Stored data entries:
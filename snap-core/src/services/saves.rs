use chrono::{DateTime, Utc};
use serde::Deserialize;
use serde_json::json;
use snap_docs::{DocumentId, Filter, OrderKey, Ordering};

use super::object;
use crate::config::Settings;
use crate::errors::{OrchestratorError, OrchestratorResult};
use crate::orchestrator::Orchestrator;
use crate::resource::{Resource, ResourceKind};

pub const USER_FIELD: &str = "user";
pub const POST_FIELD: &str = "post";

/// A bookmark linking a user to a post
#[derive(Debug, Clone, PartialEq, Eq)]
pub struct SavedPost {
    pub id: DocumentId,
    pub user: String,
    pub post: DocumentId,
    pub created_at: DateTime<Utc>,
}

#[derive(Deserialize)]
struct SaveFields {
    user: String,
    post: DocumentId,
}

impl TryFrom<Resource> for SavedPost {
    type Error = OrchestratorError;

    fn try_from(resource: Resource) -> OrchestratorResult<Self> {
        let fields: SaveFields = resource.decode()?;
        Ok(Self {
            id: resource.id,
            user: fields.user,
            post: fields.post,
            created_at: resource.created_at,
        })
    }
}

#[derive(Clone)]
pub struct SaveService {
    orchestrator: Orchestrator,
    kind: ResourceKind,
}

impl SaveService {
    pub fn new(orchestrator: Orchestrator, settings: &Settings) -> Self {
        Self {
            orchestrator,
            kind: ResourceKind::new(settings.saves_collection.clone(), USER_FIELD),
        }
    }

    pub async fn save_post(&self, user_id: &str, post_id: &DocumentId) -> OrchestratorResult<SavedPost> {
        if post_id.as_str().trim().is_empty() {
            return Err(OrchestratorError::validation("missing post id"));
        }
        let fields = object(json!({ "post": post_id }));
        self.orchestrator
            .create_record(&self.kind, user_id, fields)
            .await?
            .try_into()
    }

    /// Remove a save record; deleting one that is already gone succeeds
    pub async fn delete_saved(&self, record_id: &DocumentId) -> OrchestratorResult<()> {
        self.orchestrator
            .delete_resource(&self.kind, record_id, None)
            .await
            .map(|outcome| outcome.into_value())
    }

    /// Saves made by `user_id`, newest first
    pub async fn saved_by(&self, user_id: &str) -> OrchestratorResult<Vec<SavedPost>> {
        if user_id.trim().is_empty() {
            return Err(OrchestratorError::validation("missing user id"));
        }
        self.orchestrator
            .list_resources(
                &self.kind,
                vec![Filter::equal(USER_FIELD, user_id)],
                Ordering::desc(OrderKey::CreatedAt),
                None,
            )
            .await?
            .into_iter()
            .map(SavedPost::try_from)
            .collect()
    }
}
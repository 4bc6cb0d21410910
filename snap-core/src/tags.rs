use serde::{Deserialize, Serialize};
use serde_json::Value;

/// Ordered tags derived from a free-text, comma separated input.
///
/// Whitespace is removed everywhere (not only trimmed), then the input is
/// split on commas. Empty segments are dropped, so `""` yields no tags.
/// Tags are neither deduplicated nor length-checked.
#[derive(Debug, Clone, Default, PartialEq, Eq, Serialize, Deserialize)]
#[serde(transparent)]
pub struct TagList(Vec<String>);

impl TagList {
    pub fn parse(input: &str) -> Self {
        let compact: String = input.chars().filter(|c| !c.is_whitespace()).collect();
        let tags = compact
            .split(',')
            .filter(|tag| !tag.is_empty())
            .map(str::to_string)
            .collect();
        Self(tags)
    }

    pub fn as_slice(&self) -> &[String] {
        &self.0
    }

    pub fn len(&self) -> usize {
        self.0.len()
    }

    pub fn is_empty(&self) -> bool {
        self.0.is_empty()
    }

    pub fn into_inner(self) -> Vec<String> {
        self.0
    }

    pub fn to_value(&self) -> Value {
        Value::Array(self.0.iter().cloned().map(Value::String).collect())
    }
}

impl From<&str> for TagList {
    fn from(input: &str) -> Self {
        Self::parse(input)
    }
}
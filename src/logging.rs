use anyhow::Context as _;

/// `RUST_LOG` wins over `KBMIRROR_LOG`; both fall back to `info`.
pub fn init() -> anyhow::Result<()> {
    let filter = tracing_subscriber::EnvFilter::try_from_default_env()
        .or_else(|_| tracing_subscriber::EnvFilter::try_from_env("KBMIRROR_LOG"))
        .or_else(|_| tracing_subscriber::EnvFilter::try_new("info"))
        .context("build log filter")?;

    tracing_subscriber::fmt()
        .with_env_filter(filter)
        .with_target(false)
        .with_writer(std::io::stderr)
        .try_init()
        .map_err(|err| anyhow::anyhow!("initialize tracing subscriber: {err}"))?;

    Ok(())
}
...
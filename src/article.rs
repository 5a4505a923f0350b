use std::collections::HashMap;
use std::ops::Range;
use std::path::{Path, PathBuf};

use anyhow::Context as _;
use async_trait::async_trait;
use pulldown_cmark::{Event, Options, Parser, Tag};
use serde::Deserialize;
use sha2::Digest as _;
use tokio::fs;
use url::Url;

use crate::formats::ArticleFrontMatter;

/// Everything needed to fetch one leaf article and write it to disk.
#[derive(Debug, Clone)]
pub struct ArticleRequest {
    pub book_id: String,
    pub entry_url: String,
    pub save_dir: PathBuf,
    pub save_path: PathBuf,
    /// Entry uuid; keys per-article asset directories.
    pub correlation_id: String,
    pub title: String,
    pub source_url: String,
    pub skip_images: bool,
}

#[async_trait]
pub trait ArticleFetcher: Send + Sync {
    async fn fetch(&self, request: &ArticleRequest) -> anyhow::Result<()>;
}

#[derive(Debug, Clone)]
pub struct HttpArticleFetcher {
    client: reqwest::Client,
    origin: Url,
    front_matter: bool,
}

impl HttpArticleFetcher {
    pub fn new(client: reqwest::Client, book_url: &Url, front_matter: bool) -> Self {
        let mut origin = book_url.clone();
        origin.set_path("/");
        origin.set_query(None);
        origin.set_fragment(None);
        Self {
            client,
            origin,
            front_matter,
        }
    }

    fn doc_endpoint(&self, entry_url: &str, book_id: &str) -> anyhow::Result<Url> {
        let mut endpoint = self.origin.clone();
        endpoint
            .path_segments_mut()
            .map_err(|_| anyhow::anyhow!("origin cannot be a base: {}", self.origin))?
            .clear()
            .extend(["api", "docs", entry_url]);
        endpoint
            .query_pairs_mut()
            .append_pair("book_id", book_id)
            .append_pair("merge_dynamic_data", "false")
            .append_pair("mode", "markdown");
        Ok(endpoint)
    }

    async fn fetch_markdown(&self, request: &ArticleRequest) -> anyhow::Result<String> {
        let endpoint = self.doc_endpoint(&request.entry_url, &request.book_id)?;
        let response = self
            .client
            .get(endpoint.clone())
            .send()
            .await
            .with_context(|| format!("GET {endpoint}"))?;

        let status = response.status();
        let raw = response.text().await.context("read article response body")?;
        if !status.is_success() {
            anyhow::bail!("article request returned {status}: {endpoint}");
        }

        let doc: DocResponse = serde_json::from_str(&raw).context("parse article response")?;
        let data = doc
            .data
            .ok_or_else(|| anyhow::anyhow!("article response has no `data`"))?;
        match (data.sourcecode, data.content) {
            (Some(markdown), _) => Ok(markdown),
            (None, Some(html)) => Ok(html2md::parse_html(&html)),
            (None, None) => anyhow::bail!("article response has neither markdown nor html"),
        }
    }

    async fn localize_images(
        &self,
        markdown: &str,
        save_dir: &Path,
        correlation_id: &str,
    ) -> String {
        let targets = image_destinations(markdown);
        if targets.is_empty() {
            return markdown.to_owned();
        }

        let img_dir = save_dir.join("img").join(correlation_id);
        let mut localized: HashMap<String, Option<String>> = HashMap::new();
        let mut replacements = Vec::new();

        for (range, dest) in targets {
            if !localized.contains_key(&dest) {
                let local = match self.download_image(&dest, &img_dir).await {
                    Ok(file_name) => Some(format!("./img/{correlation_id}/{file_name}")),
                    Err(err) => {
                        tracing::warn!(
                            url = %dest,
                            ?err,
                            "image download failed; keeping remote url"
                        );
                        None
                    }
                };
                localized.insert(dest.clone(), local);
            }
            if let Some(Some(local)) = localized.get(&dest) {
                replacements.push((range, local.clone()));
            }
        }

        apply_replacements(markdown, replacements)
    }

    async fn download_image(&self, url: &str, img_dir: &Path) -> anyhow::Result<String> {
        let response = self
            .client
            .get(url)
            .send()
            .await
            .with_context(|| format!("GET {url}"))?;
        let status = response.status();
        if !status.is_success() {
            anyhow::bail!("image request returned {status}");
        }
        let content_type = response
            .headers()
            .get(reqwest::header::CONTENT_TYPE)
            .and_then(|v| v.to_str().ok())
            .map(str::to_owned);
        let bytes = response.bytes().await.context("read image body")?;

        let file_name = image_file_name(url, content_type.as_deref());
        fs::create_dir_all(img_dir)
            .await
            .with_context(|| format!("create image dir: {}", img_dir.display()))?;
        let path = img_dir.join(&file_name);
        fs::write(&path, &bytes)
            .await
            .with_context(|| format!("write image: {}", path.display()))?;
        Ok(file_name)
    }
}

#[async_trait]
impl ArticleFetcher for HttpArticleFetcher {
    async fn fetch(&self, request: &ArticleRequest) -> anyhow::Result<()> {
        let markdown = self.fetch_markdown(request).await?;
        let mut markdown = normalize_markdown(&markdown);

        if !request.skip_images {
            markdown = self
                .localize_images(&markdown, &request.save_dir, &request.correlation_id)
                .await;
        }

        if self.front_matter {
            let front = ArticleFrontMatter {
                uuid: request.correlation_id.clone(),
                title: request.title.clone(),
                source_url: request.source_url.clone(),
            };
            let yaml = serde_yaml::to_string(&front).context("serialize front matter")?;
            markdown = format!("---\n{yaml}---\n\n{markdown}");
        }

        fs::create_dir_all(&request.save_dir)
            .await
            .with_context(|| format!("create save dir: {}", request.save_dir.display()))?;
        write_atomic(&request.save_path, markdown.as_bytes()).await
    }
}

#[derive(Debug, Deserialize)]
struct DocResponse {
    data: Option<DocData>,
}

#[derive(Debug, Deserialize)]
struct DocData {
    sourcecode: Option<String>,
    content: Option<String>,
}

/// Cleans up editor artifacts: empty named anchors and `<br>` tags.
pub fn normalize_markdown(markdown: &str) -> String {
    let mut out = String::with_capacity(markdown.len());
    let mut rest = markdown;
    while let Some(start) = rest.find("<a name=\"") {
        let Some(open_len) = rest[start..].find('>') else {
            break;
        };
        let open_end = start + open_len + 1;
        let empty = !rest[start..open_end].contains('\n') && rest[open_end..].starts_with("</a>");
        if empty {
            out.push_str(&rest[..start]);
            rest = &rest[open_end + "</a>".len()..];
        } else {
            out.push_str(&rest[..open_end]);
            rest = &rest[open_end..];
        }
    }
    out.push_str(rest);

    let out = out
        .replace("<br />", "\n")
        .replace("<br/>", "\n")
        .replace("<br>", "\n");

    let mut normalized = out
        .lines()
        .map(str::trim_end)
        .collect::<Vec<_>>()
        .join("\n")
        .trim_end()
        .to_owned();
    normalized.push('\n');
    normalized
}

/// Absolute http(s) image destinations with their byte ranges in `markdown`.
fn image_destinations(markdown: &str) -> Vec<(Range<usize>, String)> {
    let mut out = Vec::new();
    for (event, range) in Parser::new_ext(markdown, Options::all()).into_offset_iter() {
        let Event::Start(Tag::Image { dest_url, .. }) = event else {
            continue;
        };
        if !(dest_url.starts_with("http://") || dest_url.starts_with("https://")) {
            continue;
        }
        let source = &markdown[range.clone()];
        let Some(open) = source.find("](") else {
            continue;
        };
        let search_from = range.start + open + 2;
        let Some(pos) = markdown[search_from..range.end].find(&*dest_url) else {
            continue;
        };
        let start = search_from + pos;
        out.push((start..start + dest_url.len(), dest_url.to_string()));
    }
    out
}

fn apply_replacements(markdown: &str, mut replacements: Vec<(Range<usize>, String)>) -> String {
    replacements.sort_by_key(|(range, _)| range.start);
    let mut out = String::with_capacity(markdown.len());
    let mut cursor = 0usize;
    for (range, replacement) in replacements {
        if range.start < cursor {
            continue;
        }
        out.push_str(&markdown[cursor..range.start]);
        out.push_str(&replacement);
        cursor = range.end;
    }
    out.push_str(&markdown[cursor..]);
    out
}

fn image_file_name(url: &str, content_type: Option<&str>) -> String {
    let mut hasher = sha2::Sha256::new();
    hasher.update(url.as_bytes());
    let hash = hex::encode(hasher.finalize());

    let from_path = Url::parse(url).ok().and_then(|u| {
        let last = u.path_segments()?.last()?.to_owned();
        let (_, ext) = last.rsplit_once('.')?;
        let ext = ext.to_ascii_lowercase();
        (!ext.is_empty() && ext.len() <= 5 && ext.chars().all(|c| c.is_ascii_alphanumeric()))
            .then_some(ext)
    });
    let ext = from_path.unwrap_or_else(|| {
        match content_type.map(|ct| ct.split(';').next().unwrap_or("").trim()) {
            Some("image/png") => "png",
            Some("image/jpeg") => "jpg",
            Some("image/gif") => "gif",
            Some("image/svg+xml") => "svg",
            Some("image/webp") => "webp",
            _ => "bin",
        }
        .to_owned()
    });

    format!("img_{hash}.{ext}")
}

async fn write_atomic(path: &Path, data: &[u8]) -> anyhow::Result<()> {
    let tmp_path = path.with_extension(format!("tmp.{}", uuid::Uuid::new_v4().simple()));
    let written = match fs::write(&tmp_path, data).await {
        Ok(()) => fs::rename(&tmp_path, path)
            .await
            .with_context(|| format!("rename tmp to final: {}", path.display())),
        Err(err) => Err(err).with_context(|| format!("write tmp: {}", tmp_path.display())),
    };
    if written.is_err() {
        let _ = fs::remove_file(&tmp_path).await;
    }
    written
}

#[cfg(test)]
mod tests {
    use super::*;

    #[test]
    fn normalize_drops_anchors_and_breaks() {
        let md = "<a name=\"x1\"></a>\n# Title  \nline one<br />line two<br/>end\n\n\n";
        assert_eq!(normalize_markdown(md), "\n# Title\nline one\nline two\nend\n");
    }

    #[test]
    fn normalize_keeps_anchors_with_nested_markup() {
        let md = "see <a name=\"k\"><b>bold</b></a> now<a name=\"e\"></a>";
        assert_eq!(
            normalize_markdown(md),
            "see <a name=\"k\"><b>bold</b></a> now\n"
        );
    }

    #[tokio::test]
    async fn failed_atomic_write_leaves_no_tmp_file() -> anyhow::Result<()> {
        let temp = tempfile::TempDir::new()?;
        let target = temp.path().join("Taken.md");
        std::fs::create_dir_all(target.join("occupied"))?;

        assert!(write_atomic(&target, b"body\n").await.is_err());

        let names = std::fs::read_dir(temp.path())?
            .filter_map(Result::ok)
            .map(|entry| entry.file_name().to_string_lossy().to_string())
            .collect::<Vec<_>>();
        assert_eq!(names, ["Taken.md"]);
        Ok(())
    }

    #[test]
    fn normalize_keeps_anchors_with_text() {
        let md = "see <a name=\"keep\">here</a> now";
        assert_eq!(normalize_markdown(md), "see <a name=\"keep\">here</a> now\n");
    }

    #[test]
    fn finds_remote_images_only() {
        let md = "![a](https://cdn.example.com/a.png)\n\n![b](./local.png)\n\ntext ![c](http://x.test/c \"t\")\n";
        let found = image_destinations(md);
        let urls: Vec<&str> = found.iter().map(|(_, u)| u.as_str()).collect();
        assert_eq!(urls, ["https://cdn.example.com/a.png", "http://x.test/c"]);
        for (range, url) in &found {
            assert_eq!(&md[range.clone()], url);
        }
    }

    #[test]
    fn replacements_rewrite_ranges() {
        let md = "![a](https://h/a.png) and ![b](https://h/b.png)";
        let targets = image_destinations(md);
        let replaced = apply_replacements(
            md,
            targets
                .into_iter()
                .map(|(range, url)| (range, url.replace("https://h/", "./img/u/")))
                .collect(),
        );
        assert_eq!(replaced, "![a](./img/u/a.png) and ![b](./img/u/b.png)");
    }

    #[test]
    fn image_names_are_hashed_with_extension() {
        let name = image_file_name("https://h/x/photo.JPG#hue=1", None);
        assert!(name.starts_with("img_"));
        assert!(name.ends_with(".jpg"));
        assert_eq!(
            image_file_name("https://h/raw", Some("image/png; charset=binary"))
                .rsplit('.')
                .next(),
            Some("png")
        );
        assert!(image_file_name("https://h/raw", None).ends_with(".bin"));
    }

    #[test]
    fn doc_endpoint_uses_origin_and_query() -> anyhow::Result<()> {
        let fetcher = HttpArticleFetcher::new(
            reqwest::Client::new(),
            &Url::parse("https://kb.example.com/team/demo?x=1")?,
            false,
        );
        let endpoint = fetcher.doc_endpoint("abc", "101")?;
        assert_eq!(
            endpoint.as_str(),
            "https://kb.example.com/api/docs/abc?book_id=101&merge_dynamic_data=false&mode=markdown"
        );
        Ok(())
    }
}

_WHAT YOU ARE ASKED TO DO:_ Your answer should be the lines above from the one containing "filename snap-core/src/services/saves.rs" through the one containing "user to a post", copied exactly and with both ends kept.

_RESULT FOR THIS EXERCISE:_
filename snap-core/src/services/saves.rs
use chrono::{DateTime, Utc};
use serde::Deserialize;
use serde_json::json;
use snap_docs::{DocumentId, Filter, OrderKey, Ordering};

use super::object;
use crate::config::Settings;
use crate::errors::{OrchestratorError, OrchestratorResult};
use crate::orchestrator::Orchestrator;
use crate::resource::{Resource, ResourceKind};

pub const USER_FIELD: &str = "user";
pub const POST_FIELD: &str = "post";

/// A bookmark linking a user to a post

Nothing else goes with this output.